IPO Pirelli al via oggi. Conviene comprare azioni?

Tutto pronto per la (ri) quotazioni di Pirelli in Borsa: prende il via oggi l'IPO del colosso degli pneumatici

di Enzo Lecci, pubblicato il
Tutto pronto per la (ri) quotazioni di Pirelli in Borsa: prende il via oggi l'IPO del colosso degli pneumatici

Come già anticipato la scorsa settimana, l’Ipo di Pirelli è iniziata oggi e si concluderà il prossimo 28 settembre. L’offerta è finalizzata alla quotazione in Borsa di Pirelli che dovrebbe iniziare il prossimo 4 ottobre. Come ovvio che sia in questi casi, la domanda oggi ricorrente tra gli addetti ai lavori è: conviene comprare azioni Pirelli nell’ambito dell’offerta oppure meglio stare alla larga?

Per rispondere a questo interrogativo è necessario esaminare il dossier Pirelli da più punti di vista. Anzitutto si deve ricordare che Pirelli non è una società qualsiasi ma bensì la leader internazionale della produzione e distribuzione di pneumatici. Basterebbe anche solo questa ragione per comprendere che comprarne le azioni Pirelli rappresenta certamente una buona occasione di investimento garantita da quelle che sono le caratteristiche stesse di un gruppo e un brand con forte peso internazionale.

C’è poi la questione relativa all’andamento di borsa. Pirelli manca da Piazza Affari da due anni ma i grafici di andamento delle azioni dal 2010 al 2015 hanno evidenziato un forte apprezzamento del titolo.

Dinanzi a tali considerazioni si potrebbe obiettare che il ruolo internazionale di Pirelli e l’andamento passato del titolo allora della Bicocca appartengono a quello che è stato e non a quello che potrebbe essere. Per superare queste obiezioni, esaminiamo il dossier relativo all’Ipo Pirelli da un punto di vista più attuale.

Negli ultimi anni l’assetto aziendale di Pirelli è completamente cambiato con la separazione tra il segmento Premium e quello Industrial. Il primo è dedicato alla produzione di pneumatici per automobili di altissimo valore tecnologico mentre il settore Industrial sta vivendo di nuova luce con la denominazione Prometeon e vede come azionisti, oltre che la stessa Pirelli, anche ChemChina e High Grade Investment Management. Impressionanti i numeri del settore Premium che in questa prima parte del 2017 ha già aumentato il fatturato del 10%. Più in generale i dati dei primi mesi del 2017 hanno evidenziato un +13,4% per quello che riguarda la crescita rispetto al corrispondente periodo del 2016.
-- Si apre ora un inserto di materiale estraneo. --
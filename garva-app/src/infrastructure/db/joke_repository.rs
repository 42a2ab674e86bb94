use super::entities::{joke, Joke};
use crate::domain::{JokeDraft, JokeQuery, SortField, SortOrder, VoteDelta};
use sea_orm::sea_query::{Expr, Func, LikeExpr, SimpleExpr};
use sea_orm::{entity::*, query::*, DatabaseConnection, DbErr, Order};
use std::sync::Arc;

/// Escape character for `LIKE` patterns built from admin input.
const LIKE_ESCAPE: char = '\\';

#[derive(Clone)]
pub struct JokeRepository {
    db: Arc<DatabaseConnection>,
}

impl JokeRepository {
    pub fn new(db: DatabaseConnection) -> Self {
        Self { db: Arc::new(db) }
    }

    /// Every joke, ascending by id.
    pub async fn find_all(&self) -> Result<Vec<joke::Model>, DbErr> {
        Joke::find()
            .order_by_asc(joke::Column::Id)
            .all(self.db.as_ref())
            .await
    }

    pub async fn find_by_id(&self, id: i32) -> Result<Option<joke::Model>, DbErr> {
        Joke::find_by_id(id).one(self.db.as_ref()).await
    }

    pub async fn search(&self, query: &JokeQuery) -> Result<Vec<joke::Model>, DbErr> {
        search_select(query).all(self.db.as_ref()).await
    }

    pub async fn create(&self, draft: &JokeDraft) -> Result<joke::Model, DbErr> {
        let active = joke::ActiveModel {
            id: NotSet,
            content: Set(draft.content.clone()),
            upvotes: Set(draft.upvotes.unwrap_or(0)),
            downvotes: Set(draft.downvotes.unwrap_or(0)),
            created_at: Set(Some(chrono::Utc::now())),
        };
        active.insert(self.db.as_ref()).await
    }

    /// Counters left as `None` in the draft keep their stored values.
    pub async fn update(&self, id: i32, draft: &JokeDraft) -> Result<Option<joke::Model>, DbErr> {
        let Some(existing) = self.find_by_id(id).await? else {
            return Ok(None);
        };

        let mut active: joke::ActiveModel = existing.into();
        active.content = Set(draft.content.clone());
        if let Some(upvotes) = draft.upvotes {
            active.upvotes = Set(upvotes);
        }
        if let Some(downvotes) = draft.downvotes {
            active.downvotes = Set(downvotes);
        }
        active.update(self.db.as_ref()).await.map(Some)
    }

    pub async fn delete(&self, id: i32) -> Result<bool, DbErr> {
        let result = Joke::delete_by_id(id).exec(self.db.as_ref()).await?;
        Ok(result.rows_affected > 0)
    }

    /// Applies a vote delta as one increment so concurrent voters don't lose
    /// updates. Returns `None` if the joke doesn't exist.
    pub async fn apply_vote_delta(&self, id: i32, delta: VoteDelta) -> Result<Option<joke::Model>, DbErr> {
        let result = Joke::update_many()
            .col_expr(joke::Column::Upvotes, clamped_add(joke::Column::Upvotes, delta.upvotes))
            .col_expr(joke::Column::Downvotes, clamped_add(joke::Column::Downvotes, delta.downvotes))
            .filter(joke::Column::Id.eq(id))
            .exec(self.db.as_ref())
            .await?;

        if result.rows_affected == 0 {
            return Ok(None);
        }

        self.find_by_id(id).await
    }
}

/// Case-insensitive substring filter plus ordering, ties broken by id.
fn search_select(query: &JokeQuery) -> Select<Joke> {
    let mut select = Joke::find();

    if !query.search.is_empty() {
        let pattern = LikeExpr::new(like_pattern(&query.search)).escape(LIKE_ESCAPE);
        select = select.filter(Expr::expr(Func::lower(Expr::col(joke::Column::Content))).like(pattern));
    }

    let column = match query.sort_by {
        SortField::Id => joke::Column::Id,
        SortField::Upvotes => joke::Column::Upvotes,
        SortField::Downvotes => joke::Column::Downvotes,
        SortField::CreatedAt => joke::Column::CreatedAt,
    };
    let order = match query.sort_order {
        SortOrder::Asc => Order::Asc,
        SortOrder::Desc => Order::Desc,
    };

    select.order_by(column, order).order_by_asc(joke::Column::Id)
}

/// `%needle%` with `LIKE` wildcards in the needle matched literally.
fn like_pattern(search: &str) -> String {
    let mut pattern = String::with_capacity(search.len() + 2);
    pattern.push('%');
    for c in search.to_lowercase().chars() {
        if matches!(c, '%' | '_' | LIKE_ESCAPE) {
            pattern.push(LIKE_ESCAPE);
        }
        pattern.push(c);
    }
    pattern.push('%');
    pattern
}

fn clamped_add(column: joke::Column, amount: i32) -> SimpleExpr {
    Func::greatest([Expr::col(column).add(amount), Expr::val(0).into()]).into()
}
Altro fattore da non dimenticare è il fatto che Pirelli è ad oggi l’unico fornitore di gomme per il campionato di Formula 1 e la Superbike. Questa posizione è garanzia di impegno per lo sviluppo futuro delle attività del gruppo.

Proprio in considerazione di tutti questi elementi, siamo spinti ad affermare che comprare azioni Pirelli e quindi aderire all’Ipo conviene. L’unica raccomandazione che ci sentiamo di dare è quella di guardare alla oscillazioni del cambio Euro Dollaro.

Per quello che riguarda i termini dell’offerta ricordiamo che la forchetta del prezzo di collocamento è stata fissata a un valore compreso tra 6,3 e 8,3 euro e che valore di Borsa di Pirelli dovrebbe aggirarsi tra 6,3 e 8,3 miliardi.

Il collocamento riguarderà un massimo di 350 milioni di azioni ordinarie, pari al 35% del capitale, di cui una percentuale minima (il 10%) sarà destinata agli investitori retail mentre il restante 90% sarà dedicato al collocamento istituzionale “riservato a investitori qualificati in Italia e a investitori istituzionali all’estero” (IPO Pirelli: offerta parte lunedì 18 settembre, quotazione in Borsa il 4 ottobre).